Assessment of decision-making capacity also is important. “Decision-making capacity is really what drives what’s going to be done next,” Brill says.
Although any physician should be able to conduct a decision-making capacity assessment, in more complex cases (e.g., if an unrepresented patient presents with autism), specialists are helpful. Brill also has seen unrepresented patients struggle with trusting healthcare providers. Ethicists are uniquely qualified to help re-establish trust, but ethicists are not at the bedside continually. Patient advocates offer the patient someone to talk with outside the healthcare team.
“A lot of times, unrepresented patients have gone through a whole lot of trauma and broken relationships and breaches of trust,” Brill acknowledges. “That’s why they are coming to you without an advocate.”
1. Catlin CC, Connors HL, Teaster PB, et al. Unrepresented adults face adverse healthcare consequences: The role of guardians, public guardianship reform, and alternative policy solutions. J Aging Soc Policy 2022;34:418-437.

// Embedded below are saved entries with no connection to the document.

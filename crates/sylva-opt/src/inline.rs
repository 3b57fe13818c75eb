//! Function inlining.
//!
//! A lambda whose function value flows only into direct calls, of which
//! there is exactly one, is inlined at that call site: the lambda body is
//! copied into the caller's region under a substitution map binding each
//! formal parameter to the call-site operand and each context variable to
//! its producer, routed through the enclosing structural nodes. The call's
//! outputs are diverted to the substituted result origins and the call node
//! removed; dead-node elimination then drops the lambda itself.

use sylva_rvsdg::{
    gamma_add_entryvar, lambda_add_ctxvar, lambda_nfnargs, phi_add_ctxvar,
    structural_argument_input, theta_add_loopvar, Graph, NodeId, NodeKind, Origin, RegionId,
    SubstitutionMap,
};

use crate::pass::{Pass, PassId};

/// Follows structural-argument chains to the origin that ultimately
/// produces a value: a node output, a root-region argument, or a bound
/// argument (function parameter, recursion variable).
pub fn find_producer(graph: &Graph, origin: Origin) -> Origin {
    let mut origin = origin;
    while let Origin::Argument { region, index } = origin {
        match structural_argument_input(graph, region, index) {
            Some((owner, input)) => origin = graph.input_origin(owner, input),
            None => break,
        }
    }
    origin
}

/// Routes a value into `region` by adding entry variables at gammas, loop
/// variables at thetas, and context variables at lambdas and phis along the
/// chain of enclosing structural nodes.
pub fn route_to_region(graph: &mut Graph, origin: Origin, region: RegionId) -> Origin {
    if graph.origin_region(origin) == region {
        return origin;
    }
    let owner = graph.region_owner(region).expect("origin is not visible from this region");
    let outer = graph.node_region(owner);
    let routed = route_to_region(graph, origin, outer);

    match graph.node_kind(owner) {
        NodeKind::Gamma => {
            let r = graph
                .subregions(owner)
                .iter()
                .position(|&sub| sub == region)
                .expect("region is a subregion of its owner");
            gamma_add_entryvar(graph, owner, routed)[r]
        }
        NodeKind::Theta => theta_add_loopvar(graph, owner, routed).argument(graph),
        NodeKind::Lambda { .. } => lambda_add_ctxvar(graph, owner, routed),
        NodeKind::Phi => phi_add_ctxvar(graph, owner, routed),
        kind => panic!("cannot route through {}", kind.debug_string()),
    }
}

/// Where a lambda's function value ends up.
#[derive(Debug, Default)]
pub struct CallSummary {
    /// Call nodes invoking the lambda through their callee operand.
    pub direct_calls: Vec<NodeId>,
    /// Root-region exports of the function value.
    pub nexports: usize,
    /// Everything else (escaping uses).
    pub nothers: usize,
}

impl CallSummary {
    pub fn has_only_direct_calls(&self) -> bool {
        self.nexports == 0 && self.nothers == 0
    }
}

/// Traces the lambda output through structural routing and classifies every
/// terminal user.
pub fn compute_call_summary(graph: &Graph, lambda: NodeId) -> CallSummary {
    let mut summary = CallSummary::default();
    let mut visited = std::collections::HashSet::new();
    let mut worklist = vec![Origin::Output { node: lambda, index: 0 }];
    while let Some(origin) = worklist.pop() {
        if !visited.insert(origin) {
            continue;
        }
        for user in graph.users(origin) {
            match user {
                sylva_rvsdg::User::Input { node, index } => match graph.node_kind(node) {
                    NodeKind::Simple(op) if op.is_call() && index == 0 => {
                        summary.direct_calls.push(node);
                    }
                    NodeKind::Simple(_) => summary.nothers += 1,
                    NodeKind::Gamma => {
                        // Entry variable `index - 1` in every subregion.
                        for sub in graph.subregions(node) {
                            worklist.push(Origin::Argument { region: sub, index: index - 1 });
                        }
                    }
                    NodeKind::Theta => {
                        worklist.push(Origin::Argument {
                            region: graph.subregion(node, 0),
                            index,
                        });
                        worklist.push(Origin::Output { node, index });
                    }
                    NodeKind::Lambda { .. } => {
                        let nfnargs = lambda_nfnargs(graph, node);
                        worklist.push(Origin::Argument {
                            region: graph.subregion(node, 0),
                            index: nfnargs + index,
                        });
                    }
                    NodeKind::Phi => {
                        let nrec = graph.noutputs(node);
                        worklist.push(Origin::Argument {
                            region: graph.subregion(node, 0),
                            index: nrec + index,
                        });
                    }
                    NodeKind::Delta { .. } => {
                        worklist.push(Origin::Argument {
                            region: graph.subregion(node, 0),
                            index,
                        });
                    }
                },
                sylva_rvsdg::User::Result { region, index } => {
                    match graph.region_owner(region) {
                        None => summary.nexports += 1,
                        Some(owner) => match graph.node_kind(owner) {
                            NodeKind::Gamma | NodeKind::Phi => {
                                worklist.push(Origin::Output { node: owner, index });
                            }
                            NodeKind::Theta => {
                                // Result 0 is the predicate and never
                                // function-typed; loop variable i is
                                // result i + 1 and output i.
                                worklist.push(Origin::Output { node: owner, index: index - 1 });
                            }
                            // Returning the function value from a lambda or
                            // binding it as data makes it escape.
                            NodeKind::Lambda { .. } | NodeKind::Delta { .. } => {
                                summary.nothers += 1;
                            }
                            NodeKind::Simple(_) => unreachable!(),
                        },
                    }
                }
            }
        }
    }
    summary
}

/// Inlines one direct call to `lambda`.
pub fn inline_call(graph: &mut Graph, call: NodeId, lambda: NodeId) {
    assert!(matches!(graph.node_kind(call), NodeKind::Simple(op) if op.is_call()));
    let region = graph.node_region(call);

    // Route the lambda's dependencies (context-variable origins) into the
    // call's region.
    let deps: Vec<Origin> = (0..graph.ninputs(lambda))
        .map(|n| {
            let producer = find_producer(graph, graph.input_origin(lambda, n));
            route_to_region(graph, producer, region)
        })
        .collect();

    let sub = graph.subregion(lambda, 0);
    let nfnargs = lambda_nfnargs(graph, lambda);
    let mut smap = SubstitutionMap::new();
    for i in 0..nfnargs {
        smap.insert(
            Origin::Argument { region: sub, index: i },
            graph.input_origin(call, i + 1),
        );
    }
    for (k, &dep) in deps.iter().enumerate() {
        smap.insert(Origin::Argument { region: sub, index: nfnargs + k }, dep);
    }

    graph.copy_region(sub, region, &mut smap, false, false);

    for index in 0..graph.noutputs(call) {
        let substituted = smap.expect(graph.result_origin(sub, index));
        graph.divert_users(Origin::Output { node: call, index }, substituted);
    }
    graph.remove_node(call);
}

/// Inlines every root-level lambda with exactly one direct call site and no
/// other users.
pub fn inlining(graph: &mut Graph) {
    for node in graph.region_nodes(graph.root()) {
        if !matches!(graph.node_kind(node), NodeKind::Lambda { .. }) {
            continue;
        }
        let summary = compute_call_summary(graph, node);
        if summary.has_only_direct_calls() && summary.direct_calls.len() == 1 {
            inline_call(graph, summary.direct_calls[0], node);
        }
    }
}

pub struct FunctionInlining;

impl Pass for FunctionInlining {
    fn id(&self) -> PassId {
        PassId::FunctionInlining
    }

    fn run(&mut self, graph: &mut Graph) {
        inlining(graph);
    }
}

2. Dassel KB, Edelman LS, Moye J, et al. “I worry about this patient EVERY day”: Geriatrics clinicians’ challenges in caring for unrepresented older adults. J Appl Gerontol 2022;41:1167-1174.
Ethicists are seeing a range of issues arise during consults involving unrepresented patients, including conflicts over how aggressive treatment should be, whether to treat at all, how to discharge, and how to follow up with compliance with treatment. Creating a template for actions to take related to unrepresented persons who present to the hospital is a proactive first step.